Along with dealing with the complications that go hand-and-hand with an effects-heavy picture, the cast and crew deserve medals for their boundless patience when it comes to conditions in which The Thing was filmed.  Things got a bit nippy inside the Los Angeles soundstages where the majority of interior shots were captured, each of them being refrigerated to 40 degrees in order to simulate a frigid Antarctic atmosphere, but at least then the workers could bust outside between takes and soak in the steamy 100 degree southern California weather.  After three months of that business, the crew packed up and ventured to the British Columbian town of Stewart, commonly known as "the snowfall capital of North America," to film the remaining external shots of the research camp.  It was there that these brave filmmakers clad themselves in $75,000 worth of winter coats and snow boots to survive the brutal negative wind-chills ravaging the region.  I heard that John Carpenter's testicles just recently lowered back into his scrotum after hiding away inside his abdomen for the past 30 years.  Talk about dedication to one's craft.

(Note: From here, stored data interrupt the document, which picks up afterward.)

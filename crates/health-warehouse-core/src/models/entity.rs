//! Entity kinds handled by the pipeline.

use std::fmt;

use serde::{Deserialize, Serialize};

/// One table of the warehouse, and one input file of a batch.
#[derive(Debug, Clone, Copy, PartialEq, Eq, Hash, PartialOrd, Ord, Serialize, Deserialize)]
#[serde(rename_all = "snake_case")]
pub enum EntityKind {
    Patients,
    Providers,
    Medications,
    DiagnosisCodes,
    Claims,
    Prescriptions,
}

impl EntityKind {
    /// All entities in load order: dimensions before facts.
    pub const ALL: [EntityKind; 6] = [
        EntityKind::Patients,
        EntityKind::Providers,
        EntityKind::Medications,
        EntityKind::DiagnosisCodes,
        EntityKind::Claims,
        EntityKind::Prescriptions,
    ];

    /// Table name, also used as the input file stem and stage directory.
    pub fn as_str(&self) -> &'static str {
        match self {
            EntityKind::Patients => "patients",
            EntityKind::Providers => "providers",
            EntityKind::Medications => "medications",
            EntityKind::DiagnosisCodes => "diagnosis_codes",
            EntityKind::Claims => "claims",
            EntityKind::Prescriptions => "prescriptions",
        }
    }

    pub fn from_str(s: &str) -> Option<Self> {
        Self::ALL.iter().copied().find(|kind| kind.as_str() == s)
    }

    /// Dimension tables are upserted before any fact row references them.
    pub fn is_dimension(&self) -> bool {
        !matches!(self, EntityKind::Claims | EntityKind::Prescriptions)
    }
}

impl fmt::Display for EntityKind {
    fn fmt(&self, f: &mut fmt::Formatter<'_>) -> fmt::Result {
        f.write_str(self.as_str())
    }
}

#[cfg(test)]
mod tests {
    use super::*;

    #[test]
    fn test_round_trip_names() {
        for kind in EntityKind::ALL {
            assert_eq!(EntityKind::from_str(kind.as_str()), Some(kind));
        }
        assert_eq!(EntityKind::from_str("visits"), None);
    }

    #[test]
    fn test_dimensions_load_first() {
        let first_fact = EntityKind::ALL
            .iter()
            .position(|k| !k.is_dimension())
            .unwrap();
        assert!(EntityKind::ALL[..first_fact].iter().all(|k| k.is_dimension()));
        assert!(EntityKind::ALL[first_fact..].iter().all(|k| !k.is_dimension()));
    }
}
//! Shared rows for database tests.

use chrono::NaiveDate;

use super::Database;
use crate::models::*;

fn date(y: i32, m: u32, d: u32) -> NaiveDate {
    NaiveDate::from_ymd_opt(y, m, d).unwrap()
}

pub fn patient(patient_id: i64) -> Patient {
    Patient {
        attributes: PatientAttributes {
            patient_id,
            age: 52,
            gender: Gender::Female,
            race: "White".into(),
            zip_code: Some("02139".into()),
            insurance_type: "Private".into(),
            chronic_conditions: 2,
            last_visit_date: Some(date(2024, 5, 1)),
        },
        features: PatientFeatures {
            age_category: "Adult".into(),
            risk_level: "Medium".into(),
            days_since_last_visit: Some(60),
            patient_status: Some("Active".into()),
        },
    }
}

pub fn provider(provider_id: i64) -> Provider {
    Provider {
        attributes: ProviderAttributes {
            provider_id,
            hospital_name: "Mercy General".into(),
            provider_type: ProviderType::Hospital,
            state: "CA".into(),
            city: "Sacramento".into(),
            beds: 250,
            teaching_hospital: true,
        },
        features: ProviderFeatures {
            hospital_size: HospitalSize::Medium,
            full_address: "Sacramento, CA".into(),
        },
    }
}

pub fn medication(medication_id: i64, name: &str) -> Medication {
    Medication {
        medication_id,
        medication_name: name.into(),
        medication_category: "Diabetes".into(),
    }
}

pub fn diagnosis_code(code: &str) -> DiagnosisCode {
    DiagnosisCode {
        diagnosis_code: code.into(),
        description: "Type 2 diabetes mellitus".into(),
        category: Some("Endocrine".into()),
    }
}

pub fn claim(claim_id: i64, patient_id: i64, provider_id: i64) -> Claim {
    Claim {
        attributes: ClaimAttributes {
            claim_id,
            patient_id,
            provider_id,
            diagnosis_code: Some("E11.9".into()),
            procedure_code: Some("99213".into()),
            admission_date: date(2024, 1, 1),
            discharge_date: Some(date(2024, 1, 5)),
            readmission_date: Some(date(2024, 1, 20)),
            cost: 12000.0,
            insurance_type: "Medicare".into(),
        },
        features: ClaimFeatures {
            readmission_flag: true,
            length_of_stay: Some(4),
            cost_per_day: Some(2400.0),
            cost_category: "High".into(),
            los_category: Some("Medium".into()),
            admission_month: 1,
            admission_quarter: 1,
            admission_year: 2024,
            admission_day_of_week: "Monday".into(),
        },
    }
}

pub fn prescription(
    prescription_id: i64,
    patient_id: i64,
    provider_id: i64,
    medication_id: Option<i64>,
) -> Prescription {
    Prescription {
        attributes: PrescriptionAttributes {
            prescription_id,
            patient_id,
            provider_id,
            medication_id,
            prescription_date: date(2024, 5, 10),
            days_supplied: 20,
            days_prescribed: 30,
            quantity: 20,
            cost: 90.0,
        },
        features: PrescriptionFeatures {
            adherence_rate: 20.0 / 30.0,
            adherence_category: "Needs Improvement".into(),
            cost_per_day: 4.5,
            prescription_month: 5,
            prescription_quarter: 2,
            prescription_year: 2024,
        },
    }
}

/// Patient 1, provider 10, medication 100 and code E11.9.
pub fn seed_dimensions(db: &Database) {
    db.upsert_patient(&patient(1)).unwrap();
    db.upsert_provider(&provider(10)).unwrap();
    db.upsert_medication(&medication(100, "Metformin")).unwrap();
    db.upsert_diagnosis_code(&diagnosis_code("E11.9")).unwrap();
}
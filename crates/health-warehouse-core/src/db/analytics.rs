//! Read-side queries: provider metrics, row counts, quality probes.

use std::collections::BTreeMap;

use serde::{Deserialize, Serialize};

use super::{Database, DbResult};
use crate::models::EntityKind;

/// One row of the `provider_metrics` view.
#[derive(Debug, Clone, Serialize, Deserialize, PartialEq)]
pub struct ProviderMetrics {
    pub provider_id: i64,
    pub hospital_name: String,
    pub provider_type: String,
    pub state: String,
    pub hospital_size: String,
    pub claim_count: i64,
    /// `None` for providers without claims
    pub avg_cost: Option<f64>,
    /// Share of claims flagged as readmissions
    pub readmission_rate: Option<f64>,
    /// Distinct patients with a claim at this provider
    pub patient_volume: i64,
}

impl Database {
    /// Aggregates for every provider, projected from claims at read time.
    pub fn provider_metrics(&self) -> DbResult<Vec<ProviderMetrics>> {
        let mut stmt = self.conn.prepare(
            r#"
            SELECT provider_id, hospital_name, provider_type, state, hospital_size,
                   claim_count, avg_cost, readmission_rate, patient_volume
            FROM provider_metrics
            ORDER BY provider_id
            "#,
        )?;

        let rows = stmt.query_map([], |row| {
            Ok(ProviderMetrics {
                provider_id: row.get(0)?,
                hospital_name: row.get(1)?,
                provider_type: row.get(2)?,
                state: row.get(3)?,
                hospital_size: row.get(4)?,
                claim_count: row.get(5)?,
                avg_cost: row.get(6)?,
                readmission_rate: row.get(7)?,
                patient_volume: row.get(8)?,
            })
        })?;

        rows.collect::<Result<Vec<_>, _>>().map_err(Into::into)
    }

    /// Row count of one warehouse table.
    pub fn count_rows(&self, entity: EntityKind) -> DbResult<i64> {
        // Table names come from a closed enum, never from input.
        let sql = format!("SELECT COUNT(*) FROM {}", entity.as_str());
        let count = self.conn.query_row(&sql, [], |row| row.get(0))?;
        Ok(count)
    }

    /// Row counts of every warehouse table, keyed by table name.
    pub fn table_counts(&self) -> DbResult<BTreeMap<String, i64>> {
        EntityKind::ALL
            .iter()
            .map(|entity| Ok((entity.as_str().to_string(), self.count_rows(*entity)?)))
            .collect()
    }

    /// Run a `SELECT COUNT(*)` probe and return the count.
    pub fn count_violations(&self, probe: &str) -> DbResult<i64> {
        let count = self.conn.query_row(probe, [], |row| row.get(0))?;
        Ok(count)
    }
}
//! Provider metrics export.

use std::io::Write;

use super::ReportResult;
use crate::db::ProviderMetrics;

/// Write provider metrics as CSV with a header row.
pub fn write_provider_metrics_csv<W: Write>(metrics: &[ProviderMetrics], out: W) -> ReportResult<()> {
    let mut writer = csv::Writer::from_writer(out);
    for row in metrics {
        writer.serialize(row)?;
    }
    writer.flush()?;
    Ok(())
}

/// Write provider metrics as a pretty-printed JSON array.
pub fn write_provider_metrics_json<W: Write>(
    metrics: &[ProviderMetrics],
    mut out: W,
) -> ReportResult<()> {
    serde_json::to_writer_pretty(&mut out, metrics)?;
    writeln!(out)?;
    Ok(())
}
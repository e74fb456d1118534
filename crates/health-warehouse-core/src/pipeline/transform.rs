//! Validate and derive a whole batch.
//!
//! Rows are validated and derived in parallel; duplicate detection and
//! rejection bookkeeping happen afterwards in one sequential pass so the
//! outcome never depends on scheduling.

use std::collections::BTreeMap;

use chrono::NaiveDate;
use rayon::prelude::*;

use crate::config::PipelineConfig;
use crate::derive::FeatureDeriver;
use crate::models::{CuratedBatch, EntityKind, RawRecord};
use crate::validate::{
    DuplicateTracker, KnownKeys, Rejection, ValidationError, ValidationResult, Validator,
};

/// Source rows of one batch, keyed by entity.
pub type RawBatch = BTreeMap<EntityKind, Vec<RawRecord>>;

/// Result of transforming a batch.
#[derive(Debug, Clone, Default)]
pub struct Transformed {
    pub records: CuratedBatch,
    /// In load order, then source row order
    pub rejections: Vec<Rejection>,
    /// Rows read per entity
    pub read: BTreeMap<EntityKind, usize>,
}

impl Transformed {
    pub fn accepted(&self) -> BTreeMap<EntityKind, usize> {
        EntityKind::ALL
            .iter()
            .map(|entity| (*entity, self.records.count(*entity)))
            .collect()
    }
}

/// Validate and derive every row of a batch. `warehouse_keys` holds the
/// dimension keys already loaded; dimension rows accepted from this batch
/// are added before facts are checked.
pub fn transform_batch(
    config: &PipelineConfig,
    as_of: NaiveDate,
    raw: &RawBatch,
    warehouse_keys: KnownKeys,
) -> Transformed {
    let validator = Validator::new(&config.validation, as_of);
    let deriver = FeatureDeriver::new(&config.deriver, as_of);
    let rows = |entity: EntityKind| raw.get(&entity).map(Vec::as_slice).unwrap_or(&[]);

    let mut out = Transformed {
        read: EntityKind::ALL
            .iter()
            .map(|entity| (*entity, rows(*entity).len()))
            .collect(),
        ..Default::default()
    };
    let rejections = &mut out.rejections;

    let mut patient_ids = DuplicateTracker::new("patient_id");
    out.records.patients = process(
        EntityKind::Patients,
        rows(EntityKind::Patients),
        |raw| Ok(deriver.patient(validator.validate_patient(raw)?)?),
        |patient, row| patient_ids.check(patient.id(), row),
        rejections,
    );

    let mut provider_ids = DuplicateTracker::new("provider_id");
    out.records.providers = process(
        EntityKind::Providers,
        rows(EntityKind::Providers),
        |raw| Ok(deriver.provider(validator.validate_provider(raw)?)?),
        |provider, row| provider_ids.check(provider.id(), row),
        rejections,
    );

    // Both keys are checked before either is recorded, so a row rejected
    // for its name does not claim its id.
    let mut medication_ids = DuplicateTracker::new("medication_id");
    let mut medication_names = DuplicateTracker::new("medication_name");
    out.records.medications = process(
        EntityKind::Medications,
        rows(EntityKind::Medications),
        |raw| validator.validate_medication(raw),
        |medication, row| {
            let id = medication.medication_id;
            let name = medication.medication_name.trim().to_lowercase();
            match warehouse_keys.medication_names.get(&name) {
                Some(existing) if *existing != id => {
                    return Err(ValidationError::ConflictingKey {
                        field: "medication_name",
                        value: medication.medication_name.clone(),
                        target: EntityKind::Medications,
                        existing: existing.to_string(),
                    })
                }
                _ => {}
            }
            medication_ids.ensure_new(&id)?;
            medication_names.ensure_new(&name)?;
            medication_ids.record(id, row);
            medication_names.record(name, row);
            Ok(())
        },
        rejections,
    );

    let mut codes = DuplicateTracker::new("diagnosis_code");
    out.records.diagnosis_codes = process(
        EntityKind::DiagnosisCodes,
        rows(EntityKind::DiagnosisCodes),
        |raw| validator.validate_diagnosis_code(raw),
        |code, row| codes.check(code.diagnosis_code.clone(), row),
        rejections,
    );

    let mut keys = warehouse_keys;
    keys.extend_from_batch(&out.records);

    let mut claim_ids = DuplicateTracker::new("claim_id");
    out.records.claims = process(
        EntityKind::Claims,
        rows(EntityKind::Claims),
        |raw| Ok(deriver.claim(validator.validate_claim(raw, &keys)?)?),
        |claim, row| claim_ids.check(claim.id(), row),
        rejections,
    );

    let mut prescription_ids = DuplicateTracker::new("prescription_id");
    out.records.prescriptions = process(
        EntityKind::Prescriptions,
        rows(EntityKind::Prescriptions),
        |raw| Ok(deriver.prescription(validator.validate_prescription(raw, &keys)?)?),
        |prescription, row| prescription_ids.check(prescription.id(), row),
        rejections,
    );

    for entity in EntityKind::ALL {
        log::info!(
            "{}: {} read, {} accepted",
            entity,
            out.read.get(&entity).copied().unwrap_or(0),
            out.records.count(entity)
        );
    }
    out
}

/// Build every row in parallel, then apply `unique` to the survivors in
/// source order. Failures become rejections.
fn process<T, B, U>(
    entity: EntityKind,
    rows: &[RawRecord],
    build: B,
    mut unique: U,
    rejections: &mut Vec<Rejection>,
) -> Vec<T>
where
    T: Send,
    B: Fn(&RawRecord) -> ValidationResult<T> + Sync,
    U: FnMut(&T, usize) -> ValidationResult<()>,
{
    let built: Vec<ValidationResult<T>> = rows.par_iter().map(|raw| build(raw)).collect();

    let mut accepted = Vec::with_capacity(built.len());
    for (raw, result) in rows.iter().zip(built) {
        match result.and_then(|record| unique(&record, raw.row).map(|_| record)) {
            Ok(record) => accepted.push(record),
            Err(err) => reject(entity, raw, err, rejections),
        }
    }
    accepted
}

fn reject(entity: EntityKind, raw: &RawRecord, err: ValidationError, rejections: &mut Vec<Rejection>) {
    log::debug!("Rejected {} row {}: {}", entity, raw.row, err);
    rejections.push(Rejection::new(entity, raw, &err));
}

#[cfg(test)]
mod tests {
    use super::*;
    use crate::validate::Rule;

    fn as_of() -> NaiveDate {
        NaiveDate::from_ymd_opt(2024, 6, 30).unwrap()
    }

    fn batch() -> RawBatch {
        let mut raw = RawBatch::new();
        raw.insert(
            EntityKind::Patients,
            vec![
                RawRecord::new(1, [("patient_id", "1"), ("age", "40"), ("gender", "M")]),
                RawRecord::new(2, [("patient_id", "2"), ("age", "12"), ("gender", "F")]),
                RawRecord::new(3, [("patient_id", "1"), ("age", "41"), ("gender", "M")]),
            ],
        );
        raw.insert(
            EntityKind::Providers,
            vec![RawRecord::new(
                1,
                [("provider_id", "10"), ("hospital_name", "General"), ("state", "NY"), ("beds", "120")],
            )],
        );
        raw.insert(
            EntityKind::Claims,
            vec![
                RawRecord::new(
                    1,
                    [
                        ("claim_id", "1"),
                        ("patient_id", "2"),
                        ("provider_id", "10"),
                        ("admission_date", "2024-02-01"),
                        ("cost", "800"),
                    ],
                ),
                RawRecord::new(
                    2,
                    [
                        ("claim_id", "2"),
                        ("patient_id", "3"),
                        ("provider_id", "10"),
                        ("admission_date", "2024-02-01"),
                        ("cost", "800"),
                    ],
                ),
            ],
        );
        raw
    }

    #[test]
    fn test_duplicates_and_references() {
        let out = transform_batch(&PipelineConfig::default(), as_of(), &batch(), KnownKeys::new());

        assert_eq!(out.records.patients.len(), 2);
        assert_eq!(out.records.patients[0].attributes.age, 40);
        assert_eq!(out.records.claims.len(), 1);

        let rules: Vec<(EntityKind, usize, Rule)> = out
            .rejections
            .iter()
            .map(|r| (r.entity, r.row, r.rule))
            .collect();
        assert_eq!(
            rules,
            vec![
                (EntityKind::Patients, 3, Rule::DuplicateKey),
                (EntityKind::Claims, 2, Rule::UnknownReference),
            ]
        );
        assert_eq!(out.read[&EntityKind::Patients], 3);
        assert_eq!(out.accepted()[&EntityKind::Patients], 2);
    }

    #[test]
    fn test_warehouse_keys_satisfy_references() {
        let mut keys = KnownKeys::new();
        keys.patients.insert(3);
        let out = transform_batch(&PipelineConfig::default(), as_of(), &batch(), keys);
        assert_eq!(out.records.claims.len(), 2);
    }

    #[test]
    fn test_duplicate_medication_names() {
        let mut raw = RawBatch::new();
        raw.insert(
            EntityKind::Medications,
            vec![
                RawRecord::new(1, [("medication_id", "1"), ("medication_name", "Metformin")]),
                RawRecord::new(2, [("medication_id", "2"), ("medication_name", "METFORMIN")]),
            ],
        );
        let out = transform_batch(&PipelineConfig::default(), as_of(), &raw, KnownKeys::new());
        assert_eq!(out.records.medications.len(), 1);
        assert_eq!(out.rejections[0].rule, Rule::DuplicateKey);
    }

    fn medications(rows: &[(&str, &str)]) -> RawBatch {
        let mut raw = RawBatch::new();
        raw.insert(
            EntityKind::Medications,
            rows.iter()
                .enumerate()
                .map(|(i, (id, name))| {
                    RawRecord::new(i + 1, [("medication_id", *id), ("medication_name", *name)])
                })
                .collect(),
        );
        raw
    }

    #[test]
    fn test_medication_rejected_for_name_does_not_claim_id() {
        let raw = medications(&[("1", "Aspirin"), ("2", "aspirin"), ("2", "Lisinopril")]);
        let out = transform_batch(&PipelineConfig::default(), as_of(), &raw, KnownKeys::new());

        let accepted: Vec<(i64, &str)> = out
            .records
            .medications
            .iter()
            .map(|m| (m.medication_id, m.medication_name.as_str()))
            .collect();
        assert_eq!(accepted, vec![(1, "Aspirin"), (2, "Lisinopril")]);
        assert_eq!(out.rejections.len(), 1);
        assert_eq!(out.rejections[0].row, 2);
    }

    #[test]
    fn test_medication_name_held_by_other_warehouse_id_is_rejected() {
        let mut keys = KnownKeys::new();
        keys.add_medication(1, "Metformin");
        let raw = medications(&[("2", "metformin"), ("3", "Lisinopril"), ("1", "METFORMIN")]);
        let out = transform_batch(&PipelineConfig::default(), as_of(), &raw, keys);

        let ids: Vec<i64> = out.records.medications.iter().map(|m| m.medication_id).collect();
        assert_eq!(ids, vec![3, 1]);
        assert_eq!(out.rejections.len(), 1);
        assert_eq!(out.rejections[0].row, 1);
        assert_eq!(out.rejections[0].rule, Rule::DuplicateKey);
    }

    #[test]
    fn test_rejected_first_row_does_not_shadow_later_row() {
        let mut raw = RawBatch::new();
        raw.insert(
            EntityKind::Patients,
            vec![
                RawRecord::new(1, [("patient_id", "1"), ("age", "400")]),
                RawRecord::new(2, [("patient_id", "1"), ("age", "40")]),
            ],
        );
        let out = transform_batch(&PipelineConfig::default(), as_of(), &raw, KnownKeys::new());
        assert_eq!(out.records.patients.len(), 1);
        assert_eq!(out.rejections.len(), 1);
        assert_eq!(out.rejections[0].rule, Rule::OutOfRange);
    }
}
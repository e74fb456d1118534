//! Load/upsert committer.
//!
//! Applies a Gold batch to the warehouse in one transaction: dimensions
//! first, then facts. A fact that references a dimension row the warehouse
//! does not hold aborts the batch and nothing is written.

use std::collections::{BTreeMap, HashSet};
use std::fmt::Display;
use std::hash::Hash;

use rusqlite::ErrorCode;
use serde::{Deserialize, Serialize};
use thiserror::Error;

use crate::db::{Database, DbError};
use crate::models::{EntityKind, GoldBatch};
use crate::validate::KnownKeys;

/// Commit errors. Any of them rolls back the whole batch.
#[derive(Error, Debug)]
pub enum CommitError {
    #[error("Database error: {0}")]
    Database(#[from] DbError),

    #[error("{entity} {id}: {column} = {value} has no matching {target} row")]
    MissingReference {
        entity: EntityKind,
        id: String,
        column: &'static str,
        value: String,
        target: EntityKind,
    },

    #[error("{entity} {id} violates a warehouse constraint: {message}")]
    Constraint {
        entity: EntityKind,
        id: String,
        message: String,
    },
}

pub type CommitResult<T> = Result<T, CommitError>;

/// What a commit applied.
#[derive(Debug, Clone, Serialize, Deserialize, PartialEq)]
pub struct CommitReport {
    pub batch_id: String,
    /// Rows upserted per table
    pub row_counts: BTreeMap<String, usize>,
    /// Times this batch has now been applied, counting this one
    pub load_count: i64,
}

impl CommitReport {
    pub fn total(&self) -> usize {
        self.row_counts.values().sum()
    }
}

/// Applies Gold batches to a warehouse.
pub struct Committer<'a> {
    db: &'a Database,
}

impl<'a> Committer<'a> {
    pub fn new(db: &'a Database) -> Self {
        Self { db }
    }

    /// Upsert every record of the batch atomically.
    pub fn commit(&self, batch: &GoldBatch) -> CommitResult<CommitReport> {
        let records = &batch.records;
        let tx = self.db.begin()?;

        for patient in &records.patients {
            self.apply(EntityKind::Patients, patient.id(), || self.db.upsert_patient(patient))?;
        }
        for provider in &records.providers {
            self.apply(EntityKind::Providers, provider.id(), || {
                self.db.upsert_provider(provider)
            })?;
        }
        for medication in &records.medications {
            self.apply(EntityKind::Medications, medication.medication_id, || {
                self.db.upsert_medication(medication)
            })?;
        }
        for code in &records.diagnosis_codes {
            self.apply(EntityKind::DiagnosisCodes, &code.diagnosis_code, || {
                self.db.upsert_diagnosis_code(code)
            })?;
        }

        // Dimension rows written above are visible inside the transaction.
        let keys = self.db.known_keys()?;

        for claim in &records.claims {
            let a = &claim.attributes;
            let fact = Fact::new(EntityKind::Claims, a.claim_id);
            fact.require("patient_id", &a.patient_id, &keys.patients, EntityKind::Patients)?;
            fact.require("provider_id", &a.provider_id, &keys.providers, EntityKind::Providers)?;
            if let Some(code) = &a.diagnosis_code {
                fact.require("diagnosis_code", code, &keys.diagnosis_codes, EntityKind::DiagnosisCodes)?;
            }
            self.apply(EntityKind::Claims, a.claim_id, || self.db.upsert_claim(claim))?;
        }

        for prescription in &records.prescriptions {
            let a = &prescription.attributes;
            let fact = Fact::new(EntityKind::Prescriptions, a.prescription_id);
            check_prescription(&fact, &keys, a.patient_id, a.provider_id, a.medication_id)?;
            self.apply(EntityKind::Prescriptions, a.prescription_id, || {
                self.db.upsert_prescription(prescription)
            })?;
        }

        let row_counts = records.counts();
        self.db
            .record_load_batch(&batch.batch_id, batch.as_of, &row_counts)?;
        let load_count = self
            .db
            .get_load_batch(&batch.batch_id)?
            .map_or(1, |b| b.load_count);

        tx.commit().map_err(DbError::from)?;

        let report = CommitReport {
            batch_id: batch.batch_id.clone(),
            row_counts,
            load_count,
        };
        log::info!(
            "Committed batch {}: {} rows (load #{})",
            report.batch_id,
            report.total(),
            report.load_count
        );
        Ok(report)
    }

    /// Run one upsert, turning SQLite constraint failures into
    /// [`CommitError::Constraint`] for the offending row.
    fn apply<K: Display>(
        &self,
        entity: EntityKind,
        id: K,
        upsert: impl FnOnce() -> Result<(), DbError>,
    ) -> CommitResult<()> {
        upsert().map_err(|err| match err {
            DbError::Sqlite(rusqlite::Error::SqliteFailure(code, message))
                if code.code == ErrorCode::ConstraintViolation =>
            {
                CommitError::Constraint {
                    entity,
                    id: id.to_string(),
                    message: message.unwrap_or_else(|| code.to_string()),
                }
            }
            other => CommitError::Database(other),
        })
    }
}

fn check_prescription(
    fact: &Fact,
    keys: &KnownKeys,
    patient_id: i64,
    provider_id: i64,
    medication_id: Option<i64>,
) -> CommitResult<()> {
    fact.require("patient_id", &patient_id, &keys.patients, EntityKind::Patients)?;
    fact.require("provider_id", &provider_id, &keys.providers, EntityKind::Providers)?;
    if let Some(medication_id) = medication_id {
        fact.require("medication_id", &medication_id, &keys.medications, EntityKind::Medications)?;
    }
    Ok(())
}

/// A fact row being checked against the warehouse's dimension keys.
struct Fact {
    entity: EntityKind,
    id: i64,
}

impl Fact {
    fn new(entity: EntityKind, id: i64) -> Self {
        Self { entity, id }
    }

    fn require<K: Eq + Hash + Display>(
        &self,
        column: &'static str,
        value: &K,
        known: &HashSet<K>,
        target: EntityKind,
    ) -> CommitResult<()> {
        if known.contains(value) {
            return Ok(());
        }
        Err(CommitError::MissingReference {
            entity: self.entity,
            id: self.id.to_string(),
            column,
            value: value.to_string(),
            target,
        })
    }
}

Similar to Ridley Scott's futurist epic Blade Runner, which was released into theaters on the same day in 1982, The Thing was panned by critics, mainly due to its repulsive special effects and particularly downbeat yet appropriate ending.  Audiences were still raving over Steven Spielberg's E.T., which had just opened a few weeks prior, and they were in no mood to face the concept that aliens might one day make the trip across limitless cosmic space to obliterate us from existence.  But the past is in the past.  The Thing is now heralded as an undeniable classic, a sterling example of science fiction and horror skillfully fused.  John Carpenter has admitted that his head hangs a little lower with each of his cinematic underperformances, but at the end of the day, the acclaimed director still names this as his personal favorite of all of his films.  From one Carpenter to another, I concur -- The Thing may very well be the greatest horror movie ever constructed.